== What needs to be done ==
Would you write out, word for word, each line of the records below from the top through the one holding "let client = ConditionalClient::new(config)?;"?

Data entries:
- - -
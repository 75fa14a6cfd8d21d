// src/lib.rs

//! chanvault: imageboard thread archiver.

pub mod config;
pub mod error;
pub mod models;
pub mod pipeline;
pub mod services;
pub mod storage;
// src/pipeline/crawl.rs

//! The crawl loop.
//!
//! One cycle polls every board's catalog, reconciles it against stored
//! thread state, and archives whatever the diff demands. The loop then
//! sleeps for the configured cadence and starts over, forever, until the
//! shutdown signal fires.
//!
//! Archival fetches for one board may be in flight concurrently; every
//! store mutation happens here, on the consumer side of the stream, so
//! no two tasks ever touch the same record.

use chrono::Utc;
use futures::stream::{self, StreamExt};

use crate::config::Config;
use crate::error::{AppError, Result};
use crate::models::{CatalogDiff, CatalogSnapshot, ThreadKey, ThreadRecord, ThreadStatus};
use crate::services::catalog::{self, CatalogPoller};
use crate::services::{
    ArchiveJob, ArchiveOutcome, BoardRegistry, ConditionalClient, JobKind, ThreadArchiver,
};
use crate::storage::ThreadStateStore;

use super::shutdown::ShutdownSignal;

/// Per-cycle counters for the summary log line.
#[derive(Debug, Default)]
struct CycleStats {
    boards_polled: usize,
    boards_unchanged: usize,
    fetched: usize,
    unchanged: usize,
    died: usize,
    failed: usize,
}

/// Run the crawler until shutdown. Returns `Err` only for fatal
/// conditions; per-item and per-board failures are logged and retried on
/// later cycles.
pub async fn run_crawl(config: &Config, mut shutdown: ShutdownSignal) -> Result<()> {
    // INIT: resume whatever the storage tree already holds.
    let client = ConditionalClient::new(config)?;
    let mut store = ThreadStateStore::load(&config.output_path).await?;
    log::info!(
        "Resumed {} thread record(s) from {:?}",
        store.len(),
        store.root()
    );

    // RESOLVING_BOARDS: once per process; the set is fixed afterwards.
    let registry = BoardRegistry::new(&client, config.http.max_attempts);
    let boards = tokio::select! {
        resolved = registry.resolve_boards(&config.boards, config.exclude) => resolved?,
        _ = shutdown.wait() => return Ok(()),
    };
    if boards.is_empty() {
        return Err(AppError::config("no boards selected after filtering"));
    }

    log::info!("Crawling {} board(s): {}", boards.len(), boards.join(", "));
    for board in &boards {
        let (alive, dead) = store.board_counts(board);
        if alive + dead > 0 {
            log::info!("/{}/: resuming {} alive, {} dead", board, alive, dead);
        }
    }

    let mut poller = CatalogPoller::new(&client, config.http.max_attempts);
    let archiver = ThreadArchiver::new(&client, config.http.max_attempts);

    let mut cycle: u64 = 0;
    while !shutdown.is_shutdown() {
        cycle += 1;
        let mut stats = CycleStats::default();

        // POLLING -> RECONCILING -> ARCHIVING, board by board in fixed
        // order. Board failures never abort the cycle.
        for board in &boards {
            if shutdown.is_shutdown() {
                break;
            }
            tokio::select! {
                result = process_board(
                    board,
                    &mut poller,
                    &archiver,
                    &mut store,
                    config.http.max_concurrent,
                    &mut stats,
                ) => {
                    if let Err(e) = result {
                        log::error!("/{}/ skipped this cycle: {}", board, e);
                        stats.failed += 1;
                        poller.invalidate(board);
                    }
                }
                _ = shutdown.wait() => break,
            }
        }

        log::info!(
            "Cycle {}: {} board(s) polled ({} unchanged), {} archived, {} unchanged, {} died, {} failed",
            cycle,
            stats.boards_polled,
            stats.boards_unchanged,
            stats.fetched,
            stats.unchanged,
            stats.died,
            stats.failed,
        );

        // CYCLE_END: sleep out the cadence, unless shutdown interrupts.
        tokio::select! {
            _ = tokio::time::sleep(config.cycle_interval()) => {}
            _ = shutdown.wait() => break,
        }
    }

    log::info!("Shutting down after {} cycle(s)", cycle);
    Ok(())
}

/// Poll, reconcile and archive one board.
async fn process_board(
    board: &str,
    poller: &mut CatalogPoller<'_>,
    archiver: &ThreadArchiver<'_>,
    store: &mut ThreadStateStore,
    concurrency: usize,
    stats: &mut CycleStats,
) -> Result<()> {
    stats.boards_polled += 1;
    let Some(snapshot) = poller.poll(board).await? else {
        stats.boards_unchanged += 1;
        return Ok(());
    };

    let prior = store.board_view(board);
    let diff = catalog::diff(&snapshot, &prior);
    if diff.is_empty() {
        return Ok(());
    }

    log::info!(
        "/{}/: {} live in catalog, {} new, {} changed, {} vanished",
        board,
        snapshot.len(),
        diff.new.len(),
        diff.changed.len(),
        diff.newly_dead.len(),
    );

    let now = Utc::now().timestamp();
    let jobs = plan_jobs(store, board, &diff, &snapshot, now);

    let mut results = stream::iter(jobs.into_iter().map(|job| archiver.archive(job)))
        .buffer_unordered(concurrency.max(1));

    let mut work_left_undone = false;
    while let Some((job, outcome)) = results.next().await {
        match outcome {
            ArchiveOutcome::Fetched { .. } => stats.fetched += 1,
            ArchiveOutcome::Unchanged => stats.unchanged += 1,
            ArchiveOutcome::Gone => {}
            ArchiveOutcome::Failed => {
                stats.failed += 1;
                work_left_undone = true;
            }
        }
        let dies = outcome == ArchiveOutcome::Gone
            || (job.kind == JobKind::Final && outcome != ArchiveOutcome::Failed);
        if dies {
            stats.died += 1;
        }

        // A failed record write loses nothing: the record keeps its old
        // durable value and the next cycle redoes the work.
        if let Err(e) = apply_outcome(store, &job, outcome, now).await {
            log::error!("State update for {} failed: {}", job.key, e);
            work_left_undone = true;
        }
    }

    // A quiet catalog must not hide the pending items behind a 304: the
    // diff only re-plans them if the next poll actually runs.
    if work_left_undone {
        poller.invalidate(board);
    }

    store.write_roster(board).await?;
    Ok(())
}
- - -
== Expected output ==
repository 75fa14a6cfd8d21d
// src/lib.rs

//! chanvault: imageboard thread archiver.

pub mod config;
pub mod error;
pub mod models;
pub mod pipeline;
pub mod services;
pub mod storage;
// src/pipeline/crawl.rs

//! The crawl loop.
//!
//! One cycle polls every board's catalog, reconciles it against stored
//! thread state, and archives whatever the diff demands. The loop then
//! sleeps for the configured cadence and starts over, forever, until the
//! shutdown signal fires.
//!
//! Archival fetches for one board may be in flight concurrently; every
//! store mutation happens here, on the consumer side of the stream, so
//! no two tasks ever touch the same record.

use chrono::Utc;
use futures::stream::{self, StreamExt};

use crate::config::Config;
use crate::error::{AppError, Result};
use crate::models::{CatalogDiff, CatalogSnapshot, ThreadKey, ThreadRecord, ThreadStatus};
use crate::services::catalog::{self, CatalogPoller};
use crate::services::{
    ArchiveJob, ArchiveOutcome, BoardRegistry, ConditionalClient, JobKind, ThreadArchiver,
};
use crate::storage::ThreadStateStore;

use super::shutdown::ShutdownSignal;

/// Per-cycle counters for the summary log line.
#[derive(Debug, Default)]
struct CycleStats {
    boards_polled: usize,
    boards_unchanged: usize,
    fetched: usize,
    unchanged: usize,
    died: usize,
    failed: usize,
}

/// Run the crawler until shutdown. Returns `Err` only for fatal
/// conditions; per-item and per-board failures are logged and retried on
/// later cycles.
pub async fn run_crawl(config: &Config, mut shutdown: ShutdownSignal) -> Result<()> {
    // INIT: resume whatever the storage tree already holds.
    let client = ConditionalClient::new(config)?;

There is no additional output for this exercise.